游々生薬街 チトワン(ネパール) 2025
昨年に続き年末年始をネパールで過ごし、今年は四十数年ぶりにチトワンを訪れた。
オートリキシャ(三輪タクシー)に揺られながら周りを見渡すと一面カラシ菜(菜の花の一種で油を採る)の黄色い花が咲き誇り、風に運ばれあの独特な匂いが鼻腔を刺激する。ああ、帰って来た。
チトワンはネパール南部のインドとの国境沿いに広がるタライ平原に位置する。元々はジャングルであったところをマラリヤを撲滅して切り拓き耕作地としたが、現在でも数多くの野生動物が生息しチトワン国立公園として保護されている。

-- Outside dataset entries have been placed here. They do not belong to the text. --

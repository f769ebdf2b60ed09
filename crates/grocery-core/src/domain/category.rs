//! Item Categories

/// Category assigned when none is given
pub const DEFAULT_CATEGORY: &str = "Other";

/// Categories offered by the add form and the shopping filter bar
pub const CATEGORIES: [&str; 7] = [
    "Produce",
    "Dairy",
    "Meat",
    "Pantry",
    "Frozen",
    "Bakery",
    "Other",
];

/// Emoji shown next to a category heading
pub fn category_emoji(category: &str) -> &'static str {
    match category {
        "Produce" => "🥬",
        "Dairy" => "🥛",
        "Meat" => "🥩",
        "Pantry" => "🥫",
        "Frozen" => "🧊",
        "Bakery" => "🍞",
        _ => "📦",
    }
}

/// Blank categories collapse to [`DEFAULT_CATEGORY`]
pub fn normalize_category(raw: &str) -> String {
    let trimmed = raw.trim();
    if trimmed.is_empty() {
        DEFAULT_CATEGORY.to_string()
    } else {
        trimmed.to_string()
    }
}
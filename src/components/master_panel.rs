//! Master List Panel
//!
//! Inventory grouped by category with add/delete controls.

use grocery_core::actions;
use grocery_core::view::{render_master_list, SortOrder};
use grocery_core::MasterItem;
use leptos::prelude::*;

use crate::components::{AddItemForm, ConfirmButton, EmptyStateView, SearchBox, SortSelect};
use crate::context::use_app_context;
use crate::store::AppStateStoreFields;

#[component]
pub fn MasterPanel() -> impl IntoView {
    let ctx = use_app_context();
    let store = ctx.store;

    let rendered = Memo::new(move |_| {
        store.master_list().with(|items| store.view().with(|state| render_master_list(items, state)))
    });
    let show_form = move || store.show_add_form().get();

    view! {
        <section id="master-section" class="tab-content active">
            <div class="list-toolbar">
                <button
                    id="toggle-add-form"
                    class="btn btn-primary"
                    on:click=move |_| store.show_add_form().update(|open| *open = !*open)
                >
                    {move || if show_form() { "- Cancel" } else { "+ Add Item" }}
                </button>
                <SortSelect
                    value=Signal::derive(move || store.view().with(|v| v.master_sort))
                    options=&SortOrder::MASTER_OPTIONS
                    on_change=move |order: SortOrder| store.view().update(|v| v.master_sort = order)
                />
            </div>
            <SearchBox
                placeholder="Search master list..."
                value=Signal::derive(move || store.view().with(|v| v.master_search.clone()))
                on_input=move |term: String| store.view().update(|v| v.master_search = term)
            />
            <Show when=show_form>
                <AddItemForm />
            </Show>
            <div id="master-list" class="master-list">
                {move || {
                    let list = rendered.get();
                    match list.empty {
                        Some(state) => view! { <EmptyStateView state=state /> }.into_any(),
                        None => list.groups.into_iter().map(|group| view! {
                            <div class="category-group">
                                <div class="category-header">{group.emoji} " " {group.category}</div>
                                {group.items.into_iter()
                                    .map(|item| view! { <MasterItemRow item=item /> })
                                    .collect_view()}
                            </div>
                        }).collect_view().into_any(),
                    }
                }}
            </div>
        </section>
    }
}

#[component]
fn MasterItemRow(item: MasterItem) -> impl IntoView {
    let ctx = use_app_context();
    let id = item.id;

    view! {
        <div class="master-item">
            <div class="master-item-content">
                <div class="master-item-info">
                    <div class="master-item-name">{item.name}</div>
                    <div class="master-item-details">
                        <span>"Qty: " {item.quantity}</span>
                        <span>"Category: " {item.category}</span>
                    </div>
                </div>
                <div class="master-item-actions">
                    <button
                        class="btn btn-primary btn-sm add-to-shopping"
                        on:click=move |_| ctx.report(actions::move_to_shopping_list(&ctx.repo(), id))
                    >
                        "+ Add"
                    </button>
                    <ConfirmButton
                        label="🗑️"
                        button_class="btn btn-danger btn-sm delete-item"
                        prompt=move |_: ()| Some(actions::DELETE_MASTER_ITEM_PROMPT.to_string())
                        on_confirm=move |_: ()| ctx.report(actions::delete_master_item(&ctx.repo(), id))
                    />
                </div>
            </div>
        </div>
    }
}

ネパールの結核医療に尽力された故岩村昇ドクターのプロジェクトの一環で、生活水準を向上させなければ結核は無くならないとの考えに基づいた農業技術支援者を送り出す活動に関わったのがチトワンとの出会いである。その農場がチトワンにあった。
最初に訪れたのは大学3年生の夏休み。友人と二人、首都カトマンズからおんぼろバスを乗り継ぎ、未舗装のデコボコ道をバスの屋根の荷台に座り込み雄大な景色を眺めながらのおおらかな旅であった。
そしてチトワンとの出会いが私の人生に大きな影響を及ぼした。何か自然にかかわる仕事に就きたかった。農業を考えるも心もとなく、何か手に職をと鍼灸の世界に飛び込んだ。何となく自然とかかわりがある気がしたのだ。そして果ては宇宙から人体まで森羅万象をくまなくとらえる中国の自然哲学に触れる中で生薬に興味が及び薬科大学へ。
気づくと果てしない生業(なりわい)の中に今いる。
今でも畑を借りて野菜を作っているのはチトワンと出会い農業を志した時の気持ちを心のどこかで忘れずにいたいからかもしれない。
今回宿泊したのはかつて農場があったチャナウリという町のタル―族(ジャングル時代から住んでいる原住民)の方が経営するゲストハウス。残念ながら当時の農場の場所を特定することはできなかったが、のどかな田舎町の面影は今も残っていた。
オーナーにお願いしてナショナルパークのサファリツアーを手配してもらった。
ジープに揺られること4時間ほど。サイ、ゾウ、そして滅多に出会うことのないトラを見ることができた。
実はこれらの野生動物は生薬として活用されてきた歴史がある。中国の南方イドシナ(タイ、ベトナム、ラオス、カンボジア、ミャンマー)に棲息し中国に運ばれたのであろう。
犀角は清熱・涼血・鎮驚・解毒、象牙は清熱・解毒・鎮驚、鎮痙、虎骨は壮筋骨・強腰脚・去風寒の効能がある。いずれもワシントン条約の規制により今では使用されていない。
古代より人間はそれらの動物が持つ強力なパワーを何とか身体に取り入れて病気を克服したいと願ったのであろう。染みついた生薬屋の妄想が出てしまったお許しあれ。
ネパールは中国とインドに挟まれ北はヒマラヤ南はジャングルと自然豊かだ。おもな宗教はヒンズー教と仏教であるが古都カトマンズ周辺では中世のさながらの見事な宗教建築群が見られる。
人々は自然と信仰が融合したシンプルで素朴な生活を営んでいるように思える。5度目のネパールの旅であったがやはり魅力的な国である。